|Date||Sat, 18 Aug 2007 16:57:23 +0300|
|Subject||[greenstone-users] Hierarchical Metadata Precedence|
I'm a relatively new Greenstone User from Kenya.
In the short time I've used Greenstone; (around three weeks) I have been very impressed by the indexing and classification that Greenstone offers.
At the outset of the Project I am undertaking, I had a few hiccups with the Procite plugin but I solved that after exporting the Procite Data to Comma Separated Values. The CSV plugin comfortably processed the more than five thousand records and the classifiers worked as expected.
All was well till I came started dealing with Hierarchical classification, not from a hfile but from structured metadata.
The separator regular expression worked like a charm in extracting individual values from the metadata.
However, I have tried to no avail, to modify the classifier to detect the hierarchical nature of the metadata itself based on the type and sequence of separators.
Though I haven't given up, I would appreciate any comments regarding this problem. Maybe I have overlooked something really basic. I have used regular expressions before and got the idea of the separator structure immediately.
Separator regular expression
Striga/Stem borers/Maize/Biology, Entomology
In short this means that the record under discussion can fall under Entomology or under Biology/Maize/Stem Borers/Striga. The comma should evaluate to a top level separator while the forward slash should act as a hierarchical classifier within the groups extracted from the comma separated values.
My problem is how to instruct the Hierarchical classifier to treat the comma as a higher precedence separator than a forward slash.
In this case Entomology and Striga should be hierarchically superior to Stem Borers.

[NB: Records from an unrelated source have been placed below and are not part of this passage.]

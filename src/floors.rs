#[cfg(test)]
#[path = "floors_test.rs"]
mod floors_test;

use tracing::info;

use crate::error::EditError;
use crate::plan::{Floor, FloorId, FloorPlan};

/// Owns the plan and tracks which floor is being edited.
///
/// Elements are always edited in place inside the active `Floor`, so there
/// is no separate working copy that could be lost on a floor switch.
#[derive(Debug, Clone)]
pub struct FloorManager {
    plan: FloorPlan,
    active: usize,
}

impl FloorManager {
    /// Take ownership of a validated plan.
    #[must_use]
    pub fn new(plan: FloorPlan) -> Self {
        let active = plan.floors.iter().position(|f| f.id == plan.current_floor_id).unwrap_or(0);
        Self { plan, active }
    }

    #[must_use]
    pub fn plan(&self) -> &FloorPlan {
        &self.plan
    }

    #[must_use]
    pub fn into_plan(self) -> FloorPlan {
        self.plan
    }

    #[must_use]
    pub fn floors(&self) -> &[Floor] {
        &self.plan.floors
    }

    #[must_use]
    pub fn active(&self) -> &Floor {
        &self.plan.floors[self.active]
    }

    pub fn active_mut(&mut self) -> &mut Floor {
        &mut self.plan.floors[self.active]
    }

    #[must_use]
    pub fn active_id(&self) -> &FloorId {
        &self.plan.current_floor_id
    }

    fn activate(&mut self, idx: usize) {
        self.active = idx;
        self.plan.current_floor_id = self.plan.floors[idx].id.clone();
    }

    /// Append an empty floor one level above the highest and make it active.
    pub fn add_floor(&mut self, name: &str) -> FloorId {
        let level = self.plan.floors.iter().map(|f| f.level).max().map_or(0, |l| l + 1);
        let floor = Floor::new(name.trim(), level);
        let id = floor.id.clone();
        self.plan.floors.push(floor);
        self.activate(self.plan.floors.len() - 1);
        info!(floor = %id, level, "added floor");
        id
    }

    /// Make `id` the active floor.
    ///
    /// # Errors
    ///
    /// [`EditError::UnknownFloor`] when no floor has that id.
    pub fn switch_floor(&mut self, id: &FloorId) -> Result<(), EditError> {
        let idx = self.index_of(id)?;
        self.activate(idx);
        info!(floor = %id, "switched floor");
        Ok(())
    }

    /// Remove a floor. When it was active, the first remaining floor takes
    /// over.
    ///
    /// # Errors
    ///
    /// [`EditError::LastFloor`] when it is the only floor,
    /// [`EditError::UnknownFloor`] when no floor has that id.
    pub fn delete_floor(&mut self, id: &FloorId) -> Result<(), EditError> {
        let idx = self.index_of(id)?;
        if self.plan.floors.len() == 1 {
            return Err(EditError::LastFloor);
        }
        let was_active = idx == self.active;
        self.plan.floors.remove(idx);
        if was_active {
            self.activate(0);
        } else if idx < self.active {
            self.active -= 1;
        }
        info!(floor = %id, active = %self.plan.current_floor_id, "deleted floor");
        Ok(())
    }

    /// Rename a floor; the name is stored trimmed.
    ///
    /// # Errors
    ///
    /// [`EditError::EmptyFloorName`] for a blank name,
    /// [`EditError::UnknownFloor`] when no floor has that id.
    pub fn rename_floor(&mut self, id: &FloorId, name: &str) -> Result<(), EditError> {
        let name = name.trim();
        if name.is_empty() {
            return Err(EditError::EmptyFloorName);
        }
        let idx = self.index_of(id)?;
        self.plan.floors[idx].name = name.to_owned();
        Ok(())
    }

    fn index_of(&self, id: &FloorId) -> Result<usize, EditError> {
        self.plan
            .floors
            .iter()
            .position(|f| &f.id == id)
            .ok_or_else(|| EditError::UnknownFloor(id.clone()))
    }
}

Presently, the classifier considers the hierarchy to be structured in order of precedence from Striga to Entomology which is not correct. Clicking on Entomology should return a list of articles with Entomology as a Keyword at the top level and other levels falling under Entomology in other records.
My suspicion is that a change in the structure of the regular expression should do the trick and this is the path I'm currently pursuing. I think my next step will be to try and nest the regular expressions.
Could you be of help? A pointer in the right direction would be highly appreciated.